Andrew Johnson

Portrait of Andrew Johnson
Title17th President of the United States
War & AffiliationCivil War / Union
Date of Birth - DeathDecember 29, 1808 - July 31, 1875

Often dubbed the “courageous commoner,” Andrew Johnson was born in a log cabin in Raleigh, North Carolina to nearly illiterate parents. He was not proficient in the basics of reading, writing, and math until he met his wife at age seventeen. He studied diligently under his wife, Eliza McCardle, and paid people to read to him while he worked. The only other man to become president with so little formal education was Abraham Lincoln. However, while Lincoln is often upheld as an exemplary president, Johnson is considered to be the opposite.

At fourteen, Johnson and his older brother, William, were apprenticed to a local tailor. In 1826, he started a tailor shop in Greeneville, Tennessee, where he met his wife. By 1834, Johnson, a Jacksonian Democrat, had served as town alderman and mayor. Local workers and other common people were drawn to Johnson’s down-to-Earth, forthright demeanor. The tailor quickly rose up in the ranks of politics to the state legislature, U.S. House of Representatives, and the governorship of Tennessee.

By the time the Civil War broke out in 1861, Johnson was a first-term U.S. Senator that identified with the proslavery and states’ rights mentality that was popular in the Democratic party. However, Johnson was a War Democrat and disagreed with a majority of his party over secession. After Tennessee left the Union, Johnson was the only Southern senator to remain in the U.S. Senate. The South saw him as a traitor and the North welcomed him as a hero. Johnson wanted to preserve the Union, but did not believe in emancipating slaves at the start of the war. He even asked Lincoln to exclude Tennessee from the Emancipation Proclamation while Johnson was the military governor of the state. He eventually agreed with emancipation, but only as a war measure to use against the South. Lincoln, fearing his chances at reelection, saw the value in having a War Democrat like Johnson on a presidential ticket with a Republican. Lincoln and Johnson achieved victory in the 1864 election.

 

The new Vice President was sworn in on March 4, 1865, and delivered a somewhat incoherent inaugural address after drinking some whiskey to help him feel better as he recovered from typhoid fever. The slurred speech provoked many rumors that claimed he was a drunk, even though he was not. Johnson got off to a bad start. When President Lincoln was assassinated on the night of April 14, 1865, Johnson was supposed to suffer the same fate, but Johnson’s would-be assassin, George Azterodt, backed out of the plot at the last minute.

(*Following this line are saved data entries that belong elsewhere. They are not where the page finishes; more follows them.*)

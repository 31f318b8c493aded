//! Settings file management

use serde::{Deserialize, Serialize};
use tracing::info;

use crate::errors::BridgeError;
use crate::filesys::file::File;
use crate::http::endpoints::CloudEndpoints;
use crate::logs::LogLevel;

/// Bridge settings
#[derive(Debug, Clone, Serialize, Deserialize)]
pub struct Settings {
    /// Log level
    #[serde(default)]
    pub log_level: LogLevel,

    /// Poll device state from the cloud
    #[serde(default)]
    pub get_device_data: bool,

    /// Default per-device refresh period in seconds
    #[serde(default = "default_update_period")]
    pub update_period: u64,

    /// How often the poller looks for stale devices
    #[serde(default = "default_poll_interval")]
    pub poll_interval_secs: u64,

    /// Upper bound on concurrently synced devices
    #[serde(default = "default_max_concurrent_syncs")]
    pub max_concurrent_syncs: usize,

    /// Per-request timeout for cloud calls
    #[serde(default = "default_request_timeout")]
    pub request_timeout_secs: u64,

    /// Source tag used for object graph writes and method params
    #[serde(default = "default_module_name")]
    pub module_name: String,

    /// Cloud endpoints
    #[serde(default)]
    pub endpoints: CloudEndpoints,
}

fn default_update_period() -> u64 {
    60
}

fn default_poll_interval() -> u64 {
    1
}

fn default_max_concurrent_syncs() -> usize {
    8
}

fn default_request_timeout() -> u64 {
    30
}

fn default_module_name() -> String {
    "YandexDevices".to_string()
}

impl Default for Settings {
    fn default() -> Self {
        Self {
            log_level: LogLevel::Info,
            get_device_data: false,
            update_period: default_update_period(),
            poll_interval_secs: default_poll_interval(),
            max_concurrent_syncs: default_max_concurrent_syncs(),
            request_timeout_secs: default_request_timeout(),
            module_name: default_module_name(),
            endpoints: CloudEndpoints::default(),
        }
    }
}

/// Load settings, falling back to defaults when the file is absent
pub async fn load_settings(settings_file: &File) -> Result<Settings, BridgeError> {
    match settings_file.read_json_opt::<Settings>().await? {
        Some(settings) => Ok(settings),
        None => {
            info!(
                "No settings file at {}, using defaults",
                settings_file.path().display()
            );
            Ok(Settings::default())
        }
    }
}

/// Save settings
pub async fn save_settings(settings_file: &File, settings: &Settings) -> Result<(), BridgeError> {
    settings_file.write_json(settings).await
}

As the new President, Johnson wanted to quickly bring the seceded Southern states back into the Union. He pardoned former Confederates that took an oath of allegiance, but required Confederate leaders and other people of high status to earn a Presidential pardon. Johnson also allowed former Confederate states to elect new governments. These governments quickly created black codes to oppress and control the newly freed people. When Congress reconvened in December 1865, it refused to let the new Southern members in. Many, especially the Radical Republicans, felt that Johnson was being too lenient in his Reconstruction policies.

In 1866, Johnson vetoed the Freedmen’s Bureau bill and the Civil Rights bill and even encouraged Southern states not to ratify the 14th Amendment. He started a speaking tour during the congressional elections of 1866 to gain support of his Reconstruction policies, but it was a failure and Republicans won the majority in both the House and Senate. As tensions continued to rise, the House of Representatives finally voted for the impeachment of Johnson in 1868. The President was accused on eleven charges, including the violation of the Tenure of Office Act when Johnson dismissed Secretary of War Edwin Stanton, who disagreed with Johnson’s Reconstruction policies. However, Johnson was acquitted by one vote in May of 1868.

Johnson did not run for reelection after the Democratic Party chose Horatio Seymour as the presidential nominee for 1868. After returning to Tennessee in 1869, he lost the election to the U.S. Senate and in 1872, lost the race for the U.S. House of Representatives. In 1875, he finally won a seat in the Senate, but died from a stroke that year on July 31st in Carter County, Tn. He is buried in Greeneville, Tn. with his copy of the Constitution and his body wrapped in the American flag.